Le Conseil de Prud’hommes d’Angers en date du 18 janvier 2019 a accordé au demandeur, qui avait douze ans et neuf mois d’ancienneté, douze (12) mois de dommages intérêts. En application du barème Macron, l’ancienneté du salarié lui ouvrait droit à un montant maximum de dommages-intérêts équivalent à onze mois de salaire. Le Conseil justifiait toutefois sa décision en raison d’irrégularités de procédures, et du fait que le licenciement était considéré comme étant sans cause réelle et sérieuse. Le Code du travail prévoit que les irrégularités de procédures ouvrent droit à une indemnisation maximale d’un mois de salaire si le licenciement a été reconnu comme fondé sur une cause réelle et sérieuse[5]. Tel n’était certes pas le cas en l’espèce, mais nous pouvons supposer qu’en dépit des dispositions légales, le Conseil de Prud’hommes a néanmoins souhaité faire écho à cette indemnisation supplémentaire, au prétexte de l’inconventionalité du barème Macron.
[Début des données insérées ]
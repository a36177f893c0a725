use crate::error::AnalyticsError;
use crate::tone::PnlTone;
use chrono::{Datelike, NaiveDate};
use core_types::TradeRecord;
use rust_decimal::Decimal;
use serde::{Deserialize, Serialize};
use std::collections::{BTreeMap, HashMap};

/// Realized P&L of one calendar day.
#[derive(Debug, Clone, PartialEq, Serialize, Deserialize)]
pub struct DailyPnl {
    pub date: NaiveDate,
    pub pnl: Decimal,
    pub trades: usize,
}

/// One cell of the month view.
#[derive(Debug, Clone, PartialEq, Serialize, Deserialize)]
pub struct CalendarDay {
    pub date: NaiveDate,
    pub pnl: Decimal,
    pub trades: usize,
    pub tone: PnlTone,
}

/// A month laid out in Monday-first weeks. Cells outside the month are `None`.
#[derive(Debug, Clone, PartialEq, Serialize, Deserialize)]
pub struct MonthCalendar {
    pub year: i32,
    pub month: u32,
    pub weeks: Vec<Vec<Option<CalendarDay>>>,
    pub total_pnl: Decimal,
    pub trading_days: usize,
    pub green_days: usize,
    pub red_days: usize,
}

/// Sums P&L per trade date, oldest day first. Days never carry over into each other.
pub fn daily_pnl(ledger: &[TradeRecord]) -> Vec<DailyPnl> {
    let mut days: BTreeMap<NaiveDate, (Decimal, usize)> = BTreeMap::new();
    for trade in ledger {
        let entry = days.entry(trade.date).or_insert((Decimal::ZERO, 0));
        entry.0 += trade.pnl;
        entry.1 += 1;
    }

    days.into_iter()
        .map(|(date, (pnl, trades))| DailyPnl { date, pnl, trades })
        .collect()
}

/// Builds the calendar grid for `year`/`month` from pre-aggregated daily P&L.
pub fn month_calendar(
    daily: &[DailyPnl],
    year: i32,
    month: u32,
) -> Result<MonthCalendar, AnalyticsError> {
    let first = NaiveDate::from_ymd_opt(year, month, 1)
        .ok_or(AnalyticsError::InvalidPeriod { year, month })?;
    let (next_year, next_month) = if month == 12 { (year + 1, 1) } else { (year, month + 1) };
    let last = NaiveDate::from_ymd_opt(next_year, next_month, 1)
        .and_then(|d| d.pred_opt())
        .ok_or(AnalyticsError::InvalidPeriod { year, month })?;

    let by_date: HashMap<NaiveDate, &DailyPnl> = daily.iter().map(|d| (d.date, d)).collect();

    let leading = first.weekday().num_days_from_monday() as usize;
    let mut cells: Vec<Option<CalendarDay>> = vec![None; leading];
    let mut calendar = MonthCalendar {
        year,
        month,
        weeks: Vec::new(),
        total_pnl: Decimal::ZERO,
        trading_days: 0,
        green_days: 0,
        red_days: 0,
    };

    for date in first.iter_days().take_while(|d| *d <= last) {
        let (pnl, trades) = by_date
            .get(&date)
            .map_or((Decimal::ZERO, 0), |d| (d.pnl, d.trades));
        let tone = PnlTone::of(pnl);

        if trades > 0 {
            calendar.trading_days += 1;
            calendar.total_pnl += pnl;
            match tone {
                PnlTone::Positive => calendar.green_days += 1,
                PnlTone::Negative => calendar.red_days += 1,
                PnlTone::Flat => {}
            }
        }

        cells.push(Some(CalendarDay { date, pnl, trades, tone }));
    }

    while cells.len() % 7 != 0 {
        cells.push(None);
    }
    calendar.weeks = cells.chunks(7).map(|week| week.to_vec()).collect();

    Ok(calendar)
}

#[cfg(test)]
mod tests {
    use super::*;
    use crate::test_support::trade;
    use rust_decimal_macros::dec;

    #[test]
    fn groups_pnl_per_day() {
        let ledger = vec![trade(5, "100"), trade(2, "-40"), trade(5, "-25.5")];

        let daily = daily_pnl(&ledger);
        assert_eq!(daily.len(), 2);
        assert_eq!(daily[0].date.day(), 2);
        assert_eq!(daily[0].pnl, dec!(-40));
        assert_eq!(daily[1].pnl, dec!(74.5));
        assert_eq!(daily[1].trades, 2);
    }

    #[test]
    fn empty_ledger_has_no_days() {
        assert!(daily_pnl(&[]).is_empty());
    }

    #[test]
    fn lays_out_month_monday_first() {
        // January 2024 starts on a Monday and has 31 days.
        let daily = daily_pnl(&[trade(1, "500"), trade(2, "-200"), trade(3, "0")]);
        let calendar = month_calendar(&daily, 2024, 1).unwrap();

        assert_eq!(calendar.weeks.len(), 5);
        assert!(calendar.weeks.iter().all(|w| w.len() == 7));
        let first = calendar.weeks[0][0].as_ref().unwrap();
        assert_eq!(first.date.day(), 1);
        assert_eq!(first.tone, PnlTone::Positive);
        assert_eq!(calendar.weeks[0][1].as_ref().unwrap().tone, PnlTone::Negative);
        // Trailing cells after the 31st are padding.
        assert!(calendar.weeks[4][3].is_none());

        assert_eq!(calendar.total_pnl, dec!(300));
        assert_eq!(calendar.trading_days, 3);
        assert_eq!(calendar.green_days, 1);
        assert_eq!(calendar.red_days, 1);
    }

    #[test]
    fn pads_leading_days_and_ignores_other_months() {
        // February 2024 starts on a Thursday.
        let daily = daily_pnl(&[trade(15, "100")]);
        let calendar = month_calendar(&daily, 2024, 2).unwrap();

        assert!(calendar.weeks[0][..3].iter().all(Option::is_none));
        assert_eq!(calendar.weeks[0][3].as_ref().unwrap().date.day(), 1);
        assert_eq!(calendar.total_pnl, Decimal::ZERO);
        assert_eq!(calendar.trading_days, 0);
    }

    #[test]
    fn rejects_invalid_month() {
        let err = month_calendar(&[], 2024, 13).unwrap_err();
        assert!(matches!(err, AnalyticsError::InvalidPeriod { month: 13, .. }));
        assert!(month_calendar(&[], 2024, 0).is_err());
    }
}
Le Conseil de Prud’hommes de Grenoble a fortement motivé son jugement pour justifier l’inapplication du barème Macron, se fondant également sur les jugements rendus avant lui. Pour déterminer le montant des dommages-intérêts, il semble prendre en compte l’ancienneté « cumulée », mais également le montant de l’indemnisation pour irrégularité de procédure, là encore inapplicable. Le salarié, qui avait environ une année d’ancienneté « cumulée » et dont le contrat de travail avait été rompu sans procédure de licenciement et suite à un accident du travail, s’est vu accorder 2,36 mois de salaire au lieu de deux mois prévus par le barème Macron, le montant du dépassement restant inférieur à l’indemnisation maximale pour irrégularité de procédure.

Il ressort de l’ensemble de ces jugements qu’hormis celui rendu par le Conseil de Prud’hommes de Troyes, l’inapplication du barème Macron afin d’accorder une indemnisation supérieure à celle qu’il prévoit se traduit majoritairement, dans les faits et dans une certaine mesure, par son application. En attendant que la Cour de cassation confirme définitivement que l’article L. 1235-3 du code du travail garantit l’indemnisation adéquate d’un licenciement injustifié, soyons rassurés sur la sécurité juridique que procure le barème.

Contact : jean-sebastien.lipski@squirepb.com

[1]CPH Mans, 27 septembre 2018, n° 17/00538 ; CPH Troyes, 13 décembre 2018, n° 18/00036 ; CPH Caen, 18 décembre 2018, n° 17/00193 ; CPH Amiens, 19 décembre 2018, n° 18/01238 ; CPH Lyon, 21 décembre 2018, n° 15/01398 ; CPH Lyon, 7 janvier 2019, n° 15/01398 ; CPH Angers, 17 janvier 2019, n° 18/00046 ; CPH Grenoble, 18 janvier 2019, n° 18/00989.

[2] Conseil de Prud’hommes de Lyon, 22 janvier 2019, RG n° F 18/00458 ; Conseil de Prud’hommes d’Amiens, 24 janvier 2019, RG n° F 18/00093.

[3] Conseil de prud’hommes de Grenoble, 4 février 2019, RG n° F 18/01050.

[4] CC, 21 mars 2018, n°2018-761 DC, points 83 à 91.

[5] Article L. 1235-2 du code du travail.